AMYLOID-Β OLIGOMER BINDING TRIGGERS TAU HYPERPHOSPHORYLATION AND MICROGLIAL ACTIVATION IN ADULT HUMAN BRAIN SLICE

Soluble oligomers of the amyloid beta peptide (AβOs) are considered the primary agents driving neurotoxicity in the early stages of Alzheimer's disease (AD). Although significant progress has been made in elucidating the molecular mechanisms underlying AβO-induced damage, effective diagnostic tools and disease-modifying therapies remain limited. In this context, human brain slice cultures are attractive and unique as these allow modelling of the mature central nervous system with cellular connectivity and diversity preserved. Consequently, studies on neurotoxic events triggered by proteinopathies, particularly amyloid-β aggregates, using human brain slice cultures as an experimental model, are more likely to reflect biologically relevant phenomena. This study investigates molecular responses elicited by AβOs relevant to early AD pathology, prior to plaque formation, using adult human brain slice cultures.
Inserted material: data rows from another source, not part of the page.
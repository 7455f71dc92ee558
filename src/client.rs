//! Client side of the leasing protocol.
//!
//! ```text
//! Init --DISCOVER--> Selecting --OFFER/REQUEST--> Requesting --ACK--> Bound
//!   ^                                                 |                 |
//!   +---------------------- NAK / timeout ------------+                 |
//!   +------------------------------------ RELEASE <-- Releasing <-------+
//! ```
//!
//! Every wait is bounded: each exchange step is sent up to
//! `max_retries + 1` times, each send followed by one reply deadline. A
//! failed acquisition starts over from DISCOVER at most `max_restarts` times.

use std::fmt;
use std::net::{Ipv4Addr, SocketAddr};
use std::time::Duration;

use chrono::{DateTime, TimeDelta, Utc};
use tokio::time::Instant;
use tracing::{debug, info, warn};

use crate::config::ClientConfig;
use crate::error::{Error, Result};
use crate::message::{HardwareAddress, Message, OpCode};
use crate::options::{MessageType, OptionCode};
use crate::transport::{Transport, UdpTransport};

/// Where the client is in the acquisition sequence.
#[derive(Debug, Clone, Copy, PartialEq, Eq)]
pub enum ClientState {
    Init,
    Selecting,
    Requesting,
    Bound,
    Releasing,
}

impl fmt::Display for ClientState {
    fn fmt(&self, f: &mut fmt::Formatter<'_>) -> fmt::Result {
        let name = match self {
            ClientState::Init => "INIT",
            ClientState::Selecting => "SELECTING",
            ClientState::Requesting => "REQUESTING",
            ClientState::Bound => "BOUND",
            ClientState::Releasing => "RELEASING",
        };
        write!(f, "{}", name)
    }
}

/// A lease granted by an ACK.
#[derive(Debug, Clone, PartialEq, Eq)]
pub struct ClientLease {
    pub address: Ipv4Addr,
    /// Server identifier of the granting server.
    pub server: Ipv4Addr,
    pub lease_duration_seconds: u32,
    pub acquired_at: DateTime<Utc>,
}

impl ClientLease {
    pub fn expires_at(&self) -> DateTime<Utc> {
        self.acquired_at + TimeDelta::seconds(i64::from(self.lease_duration_seconds))
    }

    /// When the lease should be renewed: halfway through.
    pub fn renew_at(&self) -> DateTime<Utc> {
        self.acquired_at + TimeDelta::milliseconds(i64::from(self.lease_duration_seconds) * 500)
    }
}

/// A protocol client holding at most one lease.
pub struct DhcpClient<T: Transport = UdpTransport> {
    transport: T,
    hardware_address: HardwareAddress,
    server_address: SocketAddr,
    reply_timeout: Duration,
    max_retries: u32,
    max_restarts: u32,
    max_message_size: u16,
    state: ClientState,
    lease: Option<ClientLease>,
}

impl DhcpClient<UdpTransport> {
    /// Binds a UDP socket at `config.bind_address` and builds a client on it.
    pub fn bind(config: &ClientConfig) -> Result<Self> {
        config.validate()?;
        let transport = UdpTransport::bind(config.bind_address)?;
        Self::new(transport, config)
    }
}

impl<T: Transport> DhcpClient<T> {
    pub fn new(transport: T, config: &ClientConfig) -> Result<Self> {
        config.validate()?;
        Ok(Self {
            transport,
            hardware_address: config.hardware_address()?,
            server_address: config.server_address,
            reply_timeout: config.reply_timeout(),
            max_retries: config.max_retries,
            max_restarts: config.max_restarts,
            max_message_size: config.max_message_size,
            state: ClientState::Init,
            lease: None,
        })
    }

    pub fn state(&self) -> ClientState {
        self.state
    }

    pub fn lease(&self) -> Option<&ClientLease> {
        self.lease.as_ref()
    }

    pub fn hardware_address(&self) -> &HardwareAddress {
        &self.hardware_address
    }

    /// Runs DISCOVER, OFFER, REQUEST, ACK until bound.
    ///
    /// A NAK, a timeout or a transport error restarts the sequence from
    /// DISCOVER with a fresh xid.
    ///
    /// # Errors
    ///
    /// Returns [`Error::AcquisitionFailed`] once the restart budget is spent.
    pub async fn acquire(&mut self) -> Result<ClientLease> {
        let attempts = self.max_restarts.saturating_add(1);
        let mut last_error = None;

        for attempt in 1..=attempts {
            match self.try_acquire().await {
                Ok(lease) => return Ok(lease),
                Err(error) => {
                    warn!(attempt, %error, "Acquisition attempt failed");
                    last_error = Some(error);
                }
            }
        }

        self.state = ClientState::Init;
        Err(Error::AcquisitionFailed {
            attempts,
            reason: last_error.map(|error| error.to_string()).unwrap_or_default(),
        })
    }

    async fn try_acquire(&mut self) -> Result<ClientLease> {
        self.state = ClientState::Init;
        self.lease = None;

        let xid = rand::random::<u32>();
        let discover = Message::discover(self.hardware_address, xid, self.max_message_size);

        self.state = ClientState::Selecting;
        info!(xid, client = %self.hardware_address, "Sending DISCOVER");
        let offer = self
            .exchange(&discover, |message_type| message_type == MessageType::Offer)
            .await?;

        let offered = offer.yiaddr();
        let server = offer
            .options()
            .server_identifier()?
            .unwrap_or(offer.siaddr());
        info!(%offered, %server, "Received OFFER");

        let request = Message::request(
            self.hardware_address,
            xid,
            offered,
            server,
            Ipv4Addr::UNSPECIFIED,
        );

        self.state = ClientState::Requesting;
        let reply = self.exchange(&request, is_ack_or_nak).await?;
        self.bind_from_reply(&reply, server, offered)
    }

    /// Extends the current lease with the server at `server`.
    ///
    /// # Errors
    ///
    /// Returns [`Error::NotBound`] without a lease, [`Error::Nak`] if the
    /// server refuses (the lease is dropped), or [`Error::Timeout`]. On any
    /// error other than a NAK the client stays bound to its current lease.
    pub async fn renew(&mut self, server: Ipv4Addr) -> Result<ClientLease> {
        let address = self.lease.as_ref().ok_or(Error::NotBound)?.address;

        let xid = rand::random::<u32>();
        let request = Message::request(self.hardware_address, xid, address, server, address);
        let destination = self.destination_for(server);

        info!(%address, %server, "Renewing lease");
        self.state = ClientState::Requesting;
        let result = match self
            .exchange_with(&request, destination, is_ack_or_nak)
            .await
        {
            Ok(reply) => self.bind_from_reply(&reply, server, address),
            Err(error) => Err(error),
        };

        // Only a NAK ends the lease; anything else leaves it in place.
        if let Err(error) = &result
            && !matches!(error, Error::Nak { .. })
        {
            self.state = ClientState::Bound;
        }
        result
    }

    /// Gives the lease back. Does not wait for a reply.
    ///
    /// # Errors
    ///
    /// Returns [`Error::NotBound`] without a lease. The lease is forgotten
    /// even if sending fails.
    pub async fn release(&mut self) -> Result<()> {
        let lease = self.lease.take().ok_or(Error::NotBound)?;
        self.state = ClientState::Releasing;

        let release = Message::release(self.hardware_address, rand::random(), lease.address);
        let destination = self.destination_for(lease.server);
        let sent = match release.encode() {
            Ok(bytes) => self.transport.send(&bytes, destination).await,
            Err(error) => Err(error),
        };

        self.state = ClientState::Init;
        sent?;
        info!(address = %lease.address, server = %lease.server, "Released lease");
        Ok(())
    }

    fn bind_from_reply(
        &mut self,
        reply: &Message,
        server: Ipv4Addr,
        requested: Ipv4Addr,
    ) -> Result<ClientLease> {
        if reply.message_type()? == Some(MessageType::Nak) {
            warn!(%server, address = %requested, "Received NAK");
            self.lease = None;
            self.state = ClientState::Init;
            return Err(Error::Nak {
                server,
                address: requested,
            });
        }

        let lease_duration_seconds = reply
            .options()
            .require(OptionCode::LeaseTime as u8)?
            .as_u32()?;

        let lease = ClientLease {
            address: reply.yiaddr(),
            server,
            lease_duration_seconds,
            acquired_at: Utc::now(),
        };

        info!(
            address = %lease.address,
            server = %lease.server,
            "Bound (lease: {} seconds)",
            lease.lease_duration_seconds
        );

        self.lease = Some(lease.clone());
        self.state = ClientState::Bound;
        Ok(lease)
    }

    fn destination_for(&self, server: Ipv4Addr) -> SocketAddr {
        if server.is_unspecified() {
            self.server_address
        } else {
            SocketAddr::new(server.into(), self.server_address.port())
        }
    }

    async fn exchange(
        &self,
        message: &Message,
        accept: impl Fn(MessageType) -> bool,
    ) -> Result<Message> {
        self.exchange_with(message, self.server_address, accept).await
    }

    /// Sends `message` and waits for a correlated reply, resending after
    /// each deadline up to `max_retries` times.
    async fn exchange_with(
        &self,
        message: &Message,
        destination: SocketAddr,
        accept: impl Fn(MessageType) -> bool,
    ) -> Result<Message> {
        let bytes = message.encode()?;

        for attempt in 0..=self.max_retries {
            self.transport.send(&bytes, destination).await?;

            let deadline = Instant::now() + self.reply_timeout;
            if let Some(reply) = self.wait_for_reply(message.xid(), deadline, &accept).await? {
                return Ok(reply);
            }
            debug!(xid = message.xid(), attempt, "No reply before deadline");
        }

        Err(Error::Timeout(self.reply_timeout))
    }

    /// Returns the first reply carrying `xid`, our hardware address and an
    /// accepted message type. Anything else is discarded. `None` means the
    /// deadline passed.
    async fn wait_for_reply(
        &self,
        xid: u32,
        deadline: Instant,
        accept: &impl Fn(MessageType) -> bool,
    ) -> Result<Option<Message>> {
        loop {
            let Ok(received) = tokio::time::timeout_at(deadline, self.transport.receive()).await
            else {
                return Ok(None);
            };
            let (bytes, source) = received?;

            let reply = match Message::decode(&bytes) {
                Ok(reply) => reply,
                Err(error) => {
                    debug!(%source, %error, "Discarding undecodable datagram");
                    continue;
                }
            };

            if reply.op() != OpCode::BootReply
                || reply.xid() != xid
                || *reply.chaddr() != self.hardware_address
            {
                debug!(%source, xid = reply.xid(), "Discarding uncorrelated reply");
                continue;
            }

            match reply.message_type() {
                Ok(Some(message_type)) if accept(message_type) => return Ok(Some(reply)),
                other => debug!(%source, ?other, "Discarding reply of unexpected type"),
            }
        }
    }
}

fn is_ack_or_nak(message_type: MessageType) -> bool {
    matches!(message_type, MessageType::Ack | MessageType::Nak)
}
Brain tissue is obtained from adult donors undergoing temporal lobectomy for treatment of refractory epilepsy (Ethics Committee #81445624.1.0000.5440). Briefly, 200µm slices are maintained in free-floating culture and challenged with in vitro-prepared AβOs at day in vitro 2-4. Imaging and functional analyses revealed selective, cell-associated AβO binding, followed by microglial recruitment and astrocytic reactivity. Confocal microscopy further demonstrated Tau hyperphosphorylation in response to AβO exposure. In addition, the release of pro-inflammatory cytokines into the culture medium was assessed. Overall, the data indicate that exogenously applied AβOs trigger a cascade of toxic events in human brain slices that closely mirrors key pathological features observed in AD patients, including Tau abnormalities and neuroinflammatory responses, in the absence of overt cell death.